Most common explanation is as wire is longer electrons experience more collisions as they move from one to the other end of the wire. While I agree with this what I don't understand is that for DC, current is amount of charge which passes through ANY cross section of a conductor in unit time. What does length of a conductor have to do with how many charges will pass through any cross section of a conductor in unit time? If I take cross section close to beggining of the conductor, charges which start moving on one end don't experience as many collisions when they get to that cross section close to the beggining as they will when they come to the other end of a conductor. It seems that resistance should increase from one towards the other end of an conductor. What are your thoughts?

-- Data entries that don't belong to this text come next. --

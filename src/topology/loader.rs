// Topology file loading - JSON or TOML payloads validated into domain types
//
// The raw structs mirror what a topology provider exports. Every address,
// mask, port and reference is checked here so the tracer never meets a
// malformed value mid-analysis.

use serde::Deserialize;
use std::path::Path;

use super::{Device, Interface, Link, TopologySnapshot};
use crate::address::{Cidr, NetworkZone, parse_ip};
use crate::error::{AnalyzerError, AnalyzerResult};
use crate::policy::{
    AddressMatch, PolicyAction, PolicyRule, PortRange, Protocol, ServiceCatalog,
    ServiceDefinition, ServiceMatch, ServiceMember,
};
use crate::routes::{RouteEntry, RouteTarget};

#[derive(Debug, Deserialize)]
struct RawTopology {
    #[serde(default)]
    devices: Vec<RawDevice>,
    #[serde(default)]
    links: Vec<Link>,
}

#[derive(Debug, Deserialize)]
struct RawDevice {
    id: String,
    #[serde(default)]
    zones: Vec<RawZone>,
    #[serde(default)]
    interfaces: Vec<RawInterface>,
    #[serde(default)]
    routes: Vec<RawRoute>,
    #[serde(default)]
    services: Vec<RawService>,
    #[serde(default)]
    policies: Vec<RawPolicy>,
}

#[derive(Debug, Deserialize)]
struct RawZone {
    name: String,
    #[serde(default)]
    networks: Vec<String>,
    gateway: Option<String>,
    #[serde(default)]
    external: bool,
}

#[derive(Debug, Deserialize)]
struct RawInterface {
    name: String,
    zone: String,
    /// `192.168.1.1/24` or `192.168.1.1 255.255.255.0`
    #[serde(alias = "ip")]
    address: String,
}

#[derive(Debug, Deserialize)]
struct RawRoute {
    #[serde(alias = "dst")]
    destination: String,
    interface: Option<String>,
    device: Option<String>,
    #[serde(default)]
    distance: u32,
}

/// Ports may be written as a number or as `"8000-8080"`.
#[derive(Debug, Deserialize)]
#[serde(untagged)]
enum RawPorts {
    Single(u16),
    Text(String),
}

#[derive(Debug, Deserialize)]
struct RawServiceMember {
    protocol: String,
    ports: Option<RawPorts>,
}

#[derive(Debug, Deserialize)]
struct RawService {
    name: String,
    protocol: Option<String>,
    ports: Option<RawPorts>,
    #[serde(default)]
    members: Vec<RawServiceMember>,
}

#[derive(Debug, Deserialize)]
struct RawPolicy {
    #[serde(alias = "policyid")]
    id: u32,
    #[serde(default)]
    name: String,
    #[serde(alias = "srcaddr")]
    sources: Vec<String>,
    #[serde(alias = "dstaddr")]
    destinations: Vec<String>,
    #[serde(alias = "service")]
    services: Vec<String>,
    action: PolicyAction,
    #[serde(default)]
    nat: bool,
    #[serde(default = "default_true")]
    enabled: bool,
}

fn default_true() -> bool {
    true
}

/// Load a topology file; `.json` files are decoded as JSON, anything else as TOML.
pub fn load_topology(path: &Path) -> AnalyzerResult<TopologySnapshot> {
    tracing::info!("Loading topology from: {}", path.display());
    let content = std::fs::read_to_string(path)?;
    let is_json = path
        .extension()
        .is_some_and(|ext| ext.eq_ignore_ascii_case("json"));

    let snapshot = if is_json {
        from_json_str(&content)?
    } else {
        from_toml_str(&content)?
    };
    tracing::info!("Loaded {} device(s)", snapshot.len());
    Ok(snapshot)
}

pub fn from_json_str(content: &str) -> AnalyzerResult<TopologySnapshot> {
    let raw: RawTopology = serde_json::from_str(content)?;
    build_snapshot(raw)
}

pub fn from_toml_str(content: &str) -> AnalyzerResult<TopologySnapshot> {
    let raw: RawTopology = toml::from_str(content)?;
    build_snapshot(raw)
}

fn build_snapshot(raw: RawTopology) -> AnalyzerResult<TopologySnapshot> {
    let devices = raw
        .devices
        .into_iter()
        .map(build_device)
        .collect::<AnalyzerResult<Vec<_>>>()?;
    TopologySnapshot::new(devices, raw.links)
}

fn build_device(raw: RawDevice) -> AnalyzerResult<Device> {
    let id = raw.id;

    let zones = raw
        .zones
        .into_iter()
        .map(build_zone)
        .collect::<AnalyzerResult<Vec<_>>>()?;

    let interfaces = raw
        .interfaces
        .into_iter()
        .map(|iface| -> AnalyzerResult<Interface> {
            Ok(Interface {
                name: iface.name,
                device_id: id.clone(),
                zone: iface.zone,
                address: iface.address.parse()?,
            })
        })
        .collect::<AnalyzerResult<Vec<_>>>()?;

    let routes = raw
        .routes
        .into_iter()
        .map(|route| build_route(&id, route))
        .collect::<AnalyzerResult<Vec<_>>>()?;

    let custom = raw
        .services
        .into_iter()
        .map(build_service)
        .collect::<AnalyzerResult<Vec<_>>>()?;
    let catalog = ServiceCatalog::new(custom);

    let policies = raw
        .policies
        .into_iter()
        .map(|policy| build_policy(&id, &catalog, policy))
        .collect::<AnalyzerResult<Vec<_>>>()?;

    tracing::debug!(
        "Device {}: {} zone(s), {} interface(s), {} route(s), {} policy rule(s)",
        id,
        zones.len(),
        interfaces.len(),
        routes.len(),
        policies.len()
    );

    Device::new(&id, zones, interfaces, routes, policies)
}

fn build_zone(raw: RawZone) -> AnalyzerResult<NetworkZone> {
    let networks = raw
        .networks
        .iter()
        .map(|n| n.parse::<Cidr>())
        .collect::<AnalyzerResult<Vec<_>>>()?;
    let gateway = raw.gateway.as_deref().map(parse_ip).transpose()?;

    Ok(NetworkZone {
        name: raw.name,
        networks,
        gateway,
        external: raw.external,
    })
}

fn build_route(device_id: &str, raw: RawRoute) -> AnalyzerResult<RouteEntry> {
    let destination = raw.destination.parse::<Cidr>()?.normalized();
    let target = match (raw.device, raw.interface) {
        (Some(target), via) => RouteTarget::Device { target, via },
        (None, Some(name)) => RouteTarget::Interface { name },
        (None, None) => {
            return Err(AnalyzerError::InvalidRoute {
                device_id: device_id.to_string(),
                reason: format!("route to {} names neither interface nor device", destination),
            });
        }
    };

    Ok(RouteEntry {
        destination,
        target,
        distance: raw.distance,
    })
}

fn parse_ports(raw: Option<RawPorts>) -> AnalyzerResult<Option<PortRange>> {
    match raw {
        None => Ok(None),
        Some(RawPorts::Single(port)) => PortRange::single(port).map(Some),
        Some(RawPorts::Text(text)) => text.parse().map(Some),
    }
}

fn build_service(raw: RawService) -> AnalyzerResult<ServiceDefinition> {
    let mut members = Vec::new();

    if let Some(protocol) = raw.protocol {
        members.push(ServiceMember {
            protocol: protocol.parse::<Protocol>()?,
            ports: parse_ports(raw.ports)?,
        });
    }
    for member in raw.members {
        members.push(ServiceMember {
            protocol: member.protocol.parse()?,
            ports: parse_ports(member.ports)?,
        });
    }

    if members.is_empty() {
        return Err(AnalyzerError::InvalidProtocol(format!(
            "service {} has no protocol",
            raw.name
        )));
    }

    Ok(ServiceDefinition {
        name: raw.name,
        members,
    })
}

fn build_policy(
    device_id: &str,
    catalog: &ServiceCatalog,
    raw: RawPolicy,
) -> AnalyzerResult<PolicyRule> {
    let services = raw
        .services
        .iter()
        .map(|name| -> AnalyzerResult<ServiceMatch> {
            if name.eq_ignore_ascii_case("any") {
                return Ok(ServiceMatch::Any);
            }
            catalog
                .get(name)
                .cloned()
                .map(ServiceMatch::Service)
                .ok_or_else(|| AnalyzerError::UnknownService {
                    device_id: device_id.to_string(),
                    service: name.clone(),
                })
        })
        .collect::<AnalyzerResult<Vec<_>>>()?;

    Ok(PolicyRule {
        id: raw.id,
        name: raw.name,
        device_id: device_id.to_string(),
        position: 0,
        sources: raw.sources.iter().map(|s| AddressMatch::parse(s)).collect(),
        destinations: raw.destinations.iter().map(|d| AddressMatch::parse(d)).collect(),
        services,
        action: raw.action,
        nat: raw.nat,
        enabled: raw.enabled,
    })
}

• Why is it harder to walk twice as far? Commented May 4, 2021 at 22:42

If I take cross section close to beggining of the conductor, charges which start moving on one end don't experience as many collisions when they get to that cross section close to the beggining as they will when they come to the other end of a conductor. It seems that resistance should increase from one towards the other end of an conductor.

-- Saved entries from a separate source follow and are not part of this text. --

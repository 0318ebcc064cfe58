// Flow - the traffic tuple being analyzed

use serde::Serialize;
use std::fmt;
use std::net::IpAddr;

use crate::address::{AddressClass, parse_ip};
use crate::error::{AnalyzerError, AnalyzerResult};
use crate::policy::Protocol;

/// Source, destination, protocol and destination port of one query.
///
/// Built once per analysis and never mutated; a hop that applies NAT derives
/// a new flow with [`Flow::with_source`].
#[derive(Debug, Clone, Copy, PartialEq, Eq, Hash, Serialize)]
pub struct Flow {
    src_ip: IpAddr,
    dst_ip: IpAddr,
    protocol: Protocol,
    port: u16,
}

impl Flow {
    pub fn new(src_ip: IpAddr, dst_ip: IpAddr, protocol: Protocol, port: u16) -> AnalyzerResult<Self> {
        if !AddressClass::of(src_ip).is_valid_source() {
            return Err(AnalyzerError::InvalidAddress(format!(
                "{} cannot originate a flow",
                src_ip
            )));
        }
        if !AddressClass::of(dst_ip).is_valid_destination() {
            return Err(AnalyzerError::InvalidAddress(format!(
                "{} is a wildcard, not a destination",
                dst_ip
            )));
        }
        if src_ip.is_ipv4() != dst_ip.is_ipv4() {
            return Err(AnalyzerError::InvalidAddress(format!(
                "{} and {} are different address families",
                src_ip, dst_ip
            )));
        }
        if protocol == Protocol::Any {
            return Err(AnalyzerError::InvalidProtocol(
                "a flow needs a concrete protocol".to_string(),
            ));
        }

        let port = if protocol.uses_ports() {
            if port == 0 {
                return Err(AnalyzerError::InvalidPortRange("0".to_string()));
            }
            port
        } else {
            0
        };

        Ok(Flow {
            src_ip,
            dst_ip,
            protocol,
            port,
        })
    }

    /// Build a flow from textual input, as it arrives from a CLI or flow file.
    pub fn parse(src: &str, dst: &str, protocol: &str, port: u16) -> AnalyzerResult<Self> {
        Flow::new(parse_ip(src)?, parse_ip(dst)?, protocol.parse()?, port)
    }

    pub fn src_ip(&self) -> IpAddr {
        self.src_ip
    }

    pub fn dst_ip(&self) -> IpAddr {
        self.dst_ip
    }

    pub fn protocol(&self) -> Protocol {
        self.protocol
    }

    pub fn port(&self) -> u16 {
        self.port
    }

    /// Same flow as seen after source translation.
    pub fn with_source(&self, src_ip: IpAddr) -> Flow {
        Flow { src_ip, ..*self }
    }
}

impl fmt::Display for Flow {
    fn fmt(&self, f: &mut fmt::Formatter<'_>) -> fmt::Result {
        if self.protocol.uses_ports() {
            write!(f, "{} -> {}:{}/{}", self.src_ip, self.dst_ip, self.port, self.protocol)
        } else {
            write!(f, "{} -> {}/{}", self.src_ip, self.dst_ip, self.protocol)
        }
    }
}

You seem to have answered your own question. You describe considering a shorter length, and correctly come to the conclusion that there would be less resistance.

What does length of a conductor have to do with how many charges will pass through any cross section of a conductor in unit time?

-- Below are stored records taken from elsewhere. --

// Zone classification for a single device

use serde::{Deserialize, Serialize};
use std::fmt;
use std::net::IpAddr;

use super::Cidr;

/// Sentinel zone for any address outside the configured zones.
pub const EXTERNAL_ZONE: &str = "external";
/// Sentinel zone for loopback addresses not claimed by a configured zone.
pub const LOCAL_ZONE: &str = "local";

/// Name of the zone an address classified into.
#[derive(Debug, Clone, PartialEq, Eq, Hash, PartialOrd, Ord, Serialize, Deserialize)]
#[serde(transparent)]
pub struct ZoneName(String);

impl ZoneName {
    pub fn new(name: impl Into<String>) -> Self {
        ZoneName(name.into())
    }

    pub fn external() -> Self {
        ZoneName(EXTERNAL_ZONE.to_string())
    }

    pub fn local() -> Self {
        ZoneName(LOCAL_ZONE.to_string())
    }

    pub fn as_str(&self) -> &str {
        &self.0
    }

    pub fn is_external(&self) -> bool {
        self.0 == EXTERNAL_ZONE
    }

    /// Case-insensitive comparison, as zone names in policies are written by hand.
    pub fn matches(&self, name: &str) -> bool {
        self.0.eq_ignore_ascii_case(name)
    }
}

impl fmt::Display for ZoneName {
    fn fmt(&self, f: &mut fmt::Formatter<'_>) -> fmt::Result {
        f.write_str(&self.0)
    }
}

#[derive(Debug, Clone, PartialEq, Eq)]
pub struct NetworkZone {
    pub name: String,
    pub networks: Vec<Cidr>,
    /// Next hop beyond this zone, if it leads somewhere else
    pub gateway: Option<IpAddr>,
    /// WAN-facing zone: traffic leaving through it may be source-NATed
    pub external: bool,
}

impl NetworkZone {
    pub fn contains(&self, ip: IpAddr) -> bool {
        self.networks.iter().any(|net| net.contains(ip))
    }
}

/// A device's zones in declaration order.
#[derive(Debug, Clone, Default)]
pub struct ZoneMap {
    zones: Vec<NetworkZone>,
}

impl ZoneMap {
    pub fn new(zones: Vec<NetworkZone>) -> Self {
        ZoneMap { zones }
    }

    /// First declared zone containing `ip` wins. Overlapping zones are
    /// tolerated and resolved by that order.
    pub fn classify(&self, ip: IpAddr) -> ZoneName {
        if let Some(zone) = self.zones.iter().find(|z| z.contains(ip)) {
            return ZoneName::new(zone.name.clone());
        }
        if ip.is_loopback() {
            ZoneName::local()
        } else {
            ZoneName::external()
        }
    }

    pub fn get(&self, name: &str) -> Option<&NetworkZone> {
        self.zones.iter().find(|z| z.name.eq_ignore_ascii_case(name))
    }

    pub fn zones(&self) -> &[NetworkZone] {
        &self.zones
    }

    /// Whether traffic leaving into the named zone crosses to untrusted space.
    pub fn is_external_facing(&self, name: &ZoneName) -> bool {
        name.is_external() || self.get(name.as_str()).is_some_and(|z| z.external)
    }

    /// Pairs of zone names whose address space intersects.
    pub fn overlaps(&self) -> Vec<(String, String)> {
        let mut pairs = Vec::new();
        for (i, a) in self.zones.iter().enumerate() {
            for b in &self.zones[i + 1..] {
                let clash = a
                    .networks
                    .iter()
                    .any(|na| b.networks.iter().any(|nb| na.overlaps(nb)));
                if clash {
                    pairs.push((a.name.clone(), b.name.clone()));
                }
            }
        }
        pairs
    }
}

It doesn't. You are right; for a constant current, a longer resistor will have the same number of charges flowing through it per unit time (as is evident from the definition of current). However, you will need more power (larger potential difference) to keep that current constant as the resistor gets longer. So there is more resistance in a longer resistor.

• Yes, thank you. Nothing better than thinking about some random physics problem and than sharing your monologue on stack exchange. Commented May 5, 2021 at 10:22

Most common explanation is as wire is longer electrons experience more collisions as they move from one to the other end of the wire.

Yes, and because of that it takes more work per unit charge (more voltage $$V$$) to move the same amount of charge per unit time (same current $$I$$) from one end of the wire to the other end of the wire the longer that wire is. Then, from Ohm's law

$$I=\frac{V}{R}$$

It follows that if the voltage $$V$$ must be greater to achieve the same current $$I$$ in the longer wire, the resistance $$R$$ of the longer wire must be higher.

Hope this helps.

Lets make it simple to visualize. Consider a pipe and your task is to flow water through it. You apply some sort of energy to get water from one side to travel to the other end. This energy is potential energy difference or what we call as Volts. If the pipe is longer, for same water amount, you need higher energy, that means resistance offered by the pipe as a whole to water flow is more. Hence more resistance. If the pipe length is small, then less energy is required to transport same amount of water. Hence less resistance. Here the amount of water that flows per unit time is analogous to current.